→ **MATERIAL SUPPLIED**:
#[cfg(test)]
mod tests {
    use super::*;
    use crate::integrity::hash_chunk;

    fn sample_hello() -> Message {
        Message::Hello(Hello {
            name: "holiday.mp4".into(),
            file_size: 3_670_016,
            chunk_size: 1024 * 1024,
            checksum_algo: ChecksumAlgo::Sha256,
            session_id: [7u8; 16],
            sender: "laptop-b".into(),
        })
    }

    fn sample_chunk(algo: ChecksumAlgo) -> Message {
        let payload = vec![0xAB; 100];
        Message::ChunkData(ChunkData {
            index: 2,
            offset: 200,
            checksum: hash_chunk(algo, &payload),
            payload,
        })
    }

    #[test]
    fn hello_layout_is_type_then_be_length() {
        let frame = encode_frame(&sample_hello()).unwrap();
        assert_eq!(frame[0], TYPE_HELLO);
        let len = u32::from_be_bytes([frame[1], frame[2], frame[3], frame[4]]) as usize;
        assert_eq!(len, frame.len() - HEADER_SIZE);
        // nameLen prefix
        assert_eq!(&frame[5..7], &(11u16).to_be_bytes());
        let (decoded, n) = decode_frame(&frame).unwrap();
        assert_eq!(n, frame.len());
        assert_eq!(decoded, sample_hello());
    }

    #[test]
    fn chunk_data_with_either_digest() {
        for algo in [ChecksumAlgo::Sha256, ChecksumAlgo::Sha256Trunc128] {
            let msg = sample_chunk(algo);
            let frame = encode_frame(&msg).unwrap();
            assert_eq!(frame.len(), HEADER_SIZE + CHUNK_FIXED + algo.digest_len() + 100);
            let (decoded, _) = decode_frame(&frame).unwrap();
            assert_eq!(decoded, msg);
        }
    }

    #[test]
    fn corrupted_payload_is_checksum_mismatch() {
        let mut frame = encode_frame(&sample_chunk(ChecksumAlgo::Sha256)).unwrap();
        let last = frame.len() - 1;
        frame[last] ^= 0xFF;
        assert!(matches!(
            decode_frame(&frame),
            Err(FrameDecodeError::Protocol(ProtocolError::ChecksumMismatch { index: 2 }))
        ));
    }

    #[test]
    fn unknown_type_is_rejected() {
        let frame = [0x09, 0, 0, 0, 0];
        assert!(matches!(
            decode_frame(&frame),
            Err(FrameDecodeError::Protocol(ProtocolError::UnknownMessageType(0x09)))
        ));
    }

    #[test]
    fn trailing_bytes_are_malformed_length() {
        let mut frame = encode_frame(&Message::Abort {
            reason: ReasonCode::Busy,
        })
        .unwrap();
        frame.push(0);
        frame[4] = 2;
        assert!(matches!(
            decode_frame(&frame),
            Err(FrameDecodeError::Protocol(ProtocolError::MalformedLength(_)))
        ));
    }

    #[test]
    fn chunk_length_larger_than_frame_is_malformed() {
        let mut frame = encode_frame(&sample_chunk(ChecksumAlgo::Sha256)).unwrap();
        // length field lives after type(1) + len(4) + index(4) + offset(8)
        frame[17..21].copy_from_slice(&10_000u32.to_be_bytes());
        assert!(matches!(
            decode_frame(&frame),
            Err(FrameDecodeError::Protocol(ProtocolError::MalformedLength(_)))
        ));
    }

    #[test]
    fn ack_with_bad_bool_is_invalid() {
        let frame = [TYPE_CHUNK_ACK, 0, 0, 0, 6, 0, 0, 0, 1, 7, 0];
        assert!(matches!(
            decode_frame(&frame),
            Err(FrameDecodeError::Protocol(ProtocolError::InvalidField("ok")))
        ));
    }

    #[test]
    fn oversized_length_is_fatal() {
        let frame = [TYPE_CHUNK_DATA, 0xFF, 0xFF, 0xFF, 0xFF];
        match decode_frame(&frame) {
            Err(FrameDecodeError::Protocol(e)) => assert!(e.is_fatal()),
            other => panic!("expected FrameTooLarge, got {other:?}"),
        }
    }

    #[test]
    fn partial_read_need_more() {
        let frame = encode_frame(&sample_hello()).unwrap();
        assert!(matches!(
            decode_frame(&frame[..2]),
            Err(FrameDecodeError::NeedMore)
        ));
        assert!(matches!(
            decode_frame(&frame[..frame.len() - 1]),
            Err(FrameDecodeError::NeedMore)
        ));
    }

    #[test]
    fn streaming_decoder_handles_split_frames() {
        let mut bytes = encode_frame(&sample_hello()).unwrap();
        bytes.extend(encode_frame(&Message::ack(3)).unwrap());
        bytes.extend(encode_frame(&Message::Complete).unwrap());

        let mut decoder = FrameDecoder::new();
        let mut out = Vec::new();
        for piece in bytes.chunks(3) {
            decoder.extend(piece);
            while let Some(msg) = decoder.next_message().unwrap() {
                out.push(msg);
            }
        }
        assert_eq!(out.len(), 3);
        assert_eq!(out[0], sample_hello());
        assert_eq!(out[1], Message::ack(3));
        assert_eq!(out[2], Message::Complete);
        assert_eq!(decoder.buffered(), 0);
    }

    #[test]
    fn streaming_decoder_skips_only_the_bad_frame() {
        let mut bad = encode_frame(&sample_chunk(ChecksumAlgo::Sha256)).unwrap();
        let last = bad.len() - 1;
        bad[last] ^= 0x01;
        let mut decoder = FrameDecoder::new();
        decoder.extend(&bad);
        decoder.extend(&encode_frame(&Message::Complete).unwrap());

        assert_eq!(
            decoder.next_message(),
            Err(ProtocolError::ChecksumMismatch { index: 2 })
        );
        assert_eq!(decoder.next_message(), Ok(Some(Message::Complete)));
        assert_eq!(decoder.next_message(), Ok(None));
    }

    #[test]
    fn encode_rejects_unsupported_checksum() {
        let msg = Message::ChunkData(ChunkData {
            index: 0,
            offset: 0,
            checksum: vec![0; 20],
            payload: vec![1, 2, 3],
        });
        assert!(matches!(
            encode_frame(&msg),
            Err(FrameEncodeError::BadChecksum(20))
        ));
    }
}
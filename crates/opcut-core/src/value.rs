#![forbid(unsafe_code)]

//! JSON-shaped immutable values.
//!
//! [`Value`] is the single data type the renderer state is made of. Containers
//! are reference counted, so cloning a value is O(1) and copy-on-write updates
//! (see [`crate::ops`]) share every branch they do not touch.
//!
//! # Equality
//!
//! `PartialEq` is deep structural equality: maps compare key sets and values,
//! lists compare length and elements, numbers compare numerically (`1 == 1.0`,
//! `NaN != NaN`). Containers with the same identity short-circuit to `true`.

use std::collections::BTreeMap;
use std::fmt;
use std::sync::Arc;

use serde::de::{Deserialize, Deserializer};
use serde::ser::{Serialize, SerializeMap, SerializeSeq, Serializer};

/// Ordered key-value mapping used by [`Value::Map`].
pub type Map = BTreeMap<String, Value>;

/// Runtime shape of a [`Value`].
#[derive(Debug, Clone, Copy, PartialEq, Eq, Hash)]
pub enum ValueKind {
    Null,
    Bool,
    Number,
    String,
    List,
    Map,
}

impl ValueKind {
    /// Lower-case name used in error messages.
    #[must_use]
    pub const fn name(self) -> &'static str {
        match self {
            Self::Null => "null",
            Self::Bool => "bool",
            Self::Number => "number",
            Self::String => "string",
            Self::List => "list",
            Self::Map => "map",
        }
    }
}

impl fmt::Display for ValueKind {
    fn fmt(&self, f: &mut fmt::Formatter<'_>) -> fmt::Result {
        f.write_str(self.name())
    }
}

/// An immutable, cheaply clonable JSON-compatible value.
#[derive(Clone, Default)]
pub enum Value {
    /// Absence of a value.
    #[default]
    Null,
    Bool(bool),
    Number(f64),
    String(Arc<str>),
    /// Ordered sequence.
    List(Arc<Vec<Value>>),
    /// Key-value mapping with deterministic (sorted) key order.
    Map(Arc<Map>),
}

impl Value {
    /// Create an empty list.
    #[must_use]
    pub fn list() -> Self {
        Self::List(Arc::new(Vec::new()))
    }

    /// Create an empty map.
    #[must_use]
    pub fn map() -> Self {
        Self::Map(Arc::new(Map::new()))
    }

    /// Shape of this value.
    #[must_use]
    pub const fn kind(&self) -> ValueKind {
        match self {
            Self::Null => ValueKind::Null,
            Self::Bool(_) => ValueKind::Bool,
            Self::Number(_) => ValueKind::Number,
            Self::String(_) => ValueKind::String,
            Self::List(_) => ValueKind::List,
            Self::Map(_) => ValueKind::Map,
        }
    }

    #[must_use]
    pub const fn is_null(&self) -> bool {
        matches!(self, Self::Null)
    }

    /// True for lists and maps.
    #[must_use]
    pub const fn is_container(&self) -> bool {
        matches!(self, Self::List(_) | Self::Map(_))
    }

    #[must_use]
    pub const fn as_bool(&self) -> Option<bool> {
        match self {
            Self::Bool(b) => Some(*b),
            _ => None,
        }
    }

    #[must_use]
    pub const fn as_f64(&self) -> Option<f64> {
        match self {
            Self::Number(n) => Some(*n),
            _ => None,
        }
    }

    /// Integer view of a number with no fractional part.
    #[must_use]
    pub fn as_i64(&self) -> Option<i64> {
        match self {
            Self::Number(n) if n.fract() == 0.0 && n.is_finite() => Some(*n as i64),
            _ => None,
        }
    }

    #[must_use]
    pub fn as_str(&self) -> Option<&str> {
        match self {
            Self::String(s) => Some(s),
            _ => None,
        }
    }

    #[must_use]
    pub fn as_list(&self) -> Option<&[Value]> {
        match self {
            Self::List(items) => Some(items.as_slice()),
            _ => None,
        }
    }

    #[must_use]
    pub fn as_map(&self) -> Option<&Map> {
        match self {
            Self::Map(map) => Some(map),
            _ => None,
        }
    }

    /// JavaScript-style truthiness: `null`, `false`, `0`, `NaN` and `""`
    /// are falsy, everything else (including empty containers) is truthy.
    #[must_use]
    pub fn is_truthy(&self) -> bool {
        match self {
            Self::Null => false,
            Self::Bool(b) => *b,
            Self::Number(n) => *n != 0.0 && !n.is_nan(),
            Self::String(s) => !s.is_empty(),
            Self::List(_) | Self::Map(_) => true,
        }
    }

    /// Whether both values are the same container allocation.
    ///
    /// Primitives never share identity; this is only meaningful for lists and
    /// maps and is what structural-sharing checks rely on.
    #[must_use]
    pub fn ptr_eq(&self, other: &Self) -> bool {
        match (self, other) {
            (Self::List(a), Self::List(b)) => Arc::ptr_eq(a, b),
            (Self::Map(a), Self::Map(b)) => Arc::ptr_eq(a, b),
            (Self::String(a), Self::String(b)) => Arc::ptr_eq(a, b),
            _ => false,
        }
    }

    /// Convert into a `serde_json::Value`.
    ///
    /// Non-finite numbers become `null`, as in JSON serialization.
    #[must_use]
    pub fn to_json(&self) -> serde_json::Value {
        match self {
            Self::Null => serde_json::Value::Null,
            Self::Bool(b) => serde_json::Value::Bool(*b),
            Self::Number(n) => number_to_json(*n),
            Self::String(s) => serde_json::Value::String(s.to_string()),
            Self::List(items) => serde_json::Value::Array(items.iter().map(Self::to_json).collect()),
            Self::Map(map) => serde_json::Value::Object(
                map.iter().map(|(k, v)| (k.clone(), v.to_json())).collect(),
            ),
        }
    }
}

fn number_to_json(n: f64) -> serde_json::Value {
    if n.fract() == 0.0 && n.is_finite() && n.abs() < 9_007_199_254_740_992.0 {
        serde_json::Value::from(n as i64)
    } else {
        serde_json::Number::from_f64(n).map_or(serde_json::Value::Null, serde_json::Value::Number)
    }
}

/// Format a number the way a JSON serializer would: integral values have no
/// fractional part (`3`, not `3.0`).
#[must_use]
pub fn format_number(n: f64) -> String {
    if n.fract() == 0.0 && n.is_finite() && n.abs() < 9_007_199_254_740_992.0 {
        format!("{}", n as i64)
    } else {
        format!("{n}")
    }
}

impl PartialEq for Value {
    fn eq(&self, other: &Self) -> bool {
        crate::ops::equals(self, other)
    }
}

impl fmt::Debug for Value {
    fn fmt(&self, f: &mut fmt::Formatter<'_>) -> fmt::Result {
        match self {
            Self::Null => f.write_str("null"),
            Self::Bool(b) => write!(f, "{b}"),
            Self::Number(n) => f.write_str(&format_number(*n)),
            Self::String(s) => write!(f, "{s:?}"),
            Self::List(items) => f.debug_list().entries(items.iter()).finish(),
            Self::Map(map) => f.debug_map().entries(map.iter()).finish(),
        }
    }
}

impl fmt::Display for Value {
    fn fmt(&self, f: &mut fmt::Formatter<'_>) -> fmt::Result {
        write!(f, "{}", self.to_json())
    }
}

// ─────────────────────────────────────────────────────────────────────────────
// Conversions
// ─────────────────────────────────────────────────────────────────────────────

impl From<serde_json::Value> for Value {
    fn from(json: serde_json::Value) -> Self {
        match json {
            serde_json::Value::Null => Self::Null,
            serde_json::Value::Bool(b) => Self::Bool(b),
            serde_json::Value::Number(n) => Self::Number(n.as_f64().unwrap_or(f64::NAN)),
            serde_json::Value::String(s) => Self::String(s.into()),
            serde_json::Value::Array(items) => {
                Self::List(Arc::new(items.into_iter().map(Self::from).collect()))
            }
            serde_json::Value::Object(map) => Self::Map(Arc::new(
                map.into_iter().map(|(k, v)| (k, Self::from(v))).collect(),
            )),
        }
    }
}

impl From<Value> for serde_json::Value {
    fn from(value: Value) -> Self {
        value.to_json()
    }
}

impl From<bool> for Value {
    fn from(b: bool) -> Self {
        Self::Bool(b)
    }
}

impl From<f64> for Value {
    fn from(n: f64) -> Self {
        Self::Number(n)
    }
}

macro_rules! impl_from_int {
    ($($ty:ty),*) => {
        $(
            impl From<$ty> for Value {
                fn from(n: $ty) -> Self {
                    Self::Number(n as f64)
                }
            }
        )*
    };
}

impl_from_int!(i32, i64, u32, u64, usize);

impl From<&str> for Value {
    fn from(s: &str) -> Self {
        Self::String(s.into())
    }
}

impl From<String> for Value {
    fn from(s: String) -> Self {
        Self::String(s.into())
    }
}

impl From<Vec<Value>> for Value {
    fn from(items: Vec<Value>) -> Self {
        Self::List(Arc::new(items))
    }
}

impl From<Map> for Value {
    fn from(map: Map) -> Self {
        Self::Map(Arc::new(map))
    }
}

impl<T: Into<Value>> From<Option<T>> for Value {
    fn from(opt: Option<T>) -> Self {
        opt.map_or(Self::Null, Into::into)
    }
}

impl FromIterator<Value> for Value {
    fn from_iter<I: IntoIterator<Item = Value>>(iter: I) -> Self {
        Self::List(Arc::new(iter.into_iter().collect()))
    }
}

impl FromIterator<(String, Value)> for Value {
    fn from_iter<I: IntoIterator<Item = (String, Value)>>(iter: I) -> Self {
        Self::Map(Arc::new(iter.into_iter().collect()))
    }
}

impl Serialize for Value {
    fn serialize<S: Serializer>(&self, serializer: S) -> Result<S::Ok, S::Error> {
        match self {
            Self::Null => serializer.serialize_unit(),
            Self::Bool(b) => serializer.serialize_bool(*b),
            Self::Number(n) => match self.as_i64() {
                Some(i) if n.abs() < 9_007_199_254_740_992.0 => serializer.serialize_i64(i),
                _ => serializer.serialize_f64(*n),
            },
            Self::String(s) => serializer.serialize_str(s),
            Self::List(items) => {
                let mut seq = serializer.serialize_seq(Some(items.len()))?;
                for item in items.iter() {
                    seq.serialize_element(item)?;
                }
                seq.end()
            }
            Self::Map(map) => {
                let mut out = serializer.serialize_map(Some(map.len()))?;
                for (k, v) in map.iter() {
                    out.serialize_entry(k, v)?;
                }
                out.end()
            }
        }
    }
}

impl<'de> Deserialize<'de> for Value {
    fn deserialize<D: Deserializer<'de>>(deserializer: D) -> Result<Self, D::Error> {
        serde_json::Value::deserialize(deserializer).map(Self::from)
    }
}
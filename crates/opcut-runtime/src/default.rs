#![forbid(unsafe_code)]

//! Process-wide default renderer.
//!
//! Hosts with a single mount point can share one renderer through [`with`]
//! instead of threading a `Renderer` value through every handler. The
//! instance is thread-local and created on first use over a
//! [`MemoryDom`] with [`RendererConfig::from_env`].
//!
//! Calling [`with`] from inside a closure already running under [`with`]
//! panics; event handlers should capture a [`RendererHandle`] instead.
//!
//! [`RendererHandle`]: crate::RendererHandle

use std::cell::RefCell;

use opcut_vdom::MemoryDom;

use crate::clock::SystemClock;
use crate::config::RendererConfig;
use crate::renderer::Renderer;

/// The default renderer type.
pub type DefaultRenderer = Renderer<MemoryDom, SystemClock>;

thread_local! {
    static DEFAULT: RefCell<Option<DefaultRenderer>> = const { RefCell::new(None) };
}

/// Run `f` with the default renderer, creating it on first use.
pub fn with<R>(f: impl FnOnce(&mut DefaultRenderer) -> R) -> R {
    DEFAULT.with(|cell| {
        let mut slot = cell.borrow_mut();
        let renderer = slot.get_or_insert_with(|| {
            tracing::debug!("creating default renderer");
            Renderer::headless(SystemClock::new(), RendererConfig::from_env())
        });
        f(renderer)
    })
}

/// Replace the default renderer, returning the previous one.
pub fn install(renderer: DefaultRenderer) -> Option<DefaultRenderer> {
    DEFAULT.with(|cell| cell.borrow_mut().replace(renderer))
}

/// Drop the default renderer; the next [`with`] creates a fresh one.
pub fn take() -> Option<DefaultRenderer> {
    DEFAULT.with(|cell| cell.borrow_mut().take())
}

→ **YOUR INSTRUCTIONS**: Show every line in the records above that contains the word "items".

→ **ANSWER BELOW**:
            Self::List(items) => Some(items.as_slice()),
            Self::List(items) => serde_json::Value::Array(items.iter().map(Self::to_json).collect()),
            Self::List(items) => f.debug_list().entries(items.iter()).finish(),
            serde_json::Value::Array(items) => {
                Self::List(Arc::new(items.into_iter().map(Self::from).collect()))
    fn from(items: Vec<Value>) -> Self {
        Self::List(Arc::new(items))
            Self::List(items) => {
                let mut seq = serializer.serialize_seq(Some(items.len()))?;
                for item in items.iter() {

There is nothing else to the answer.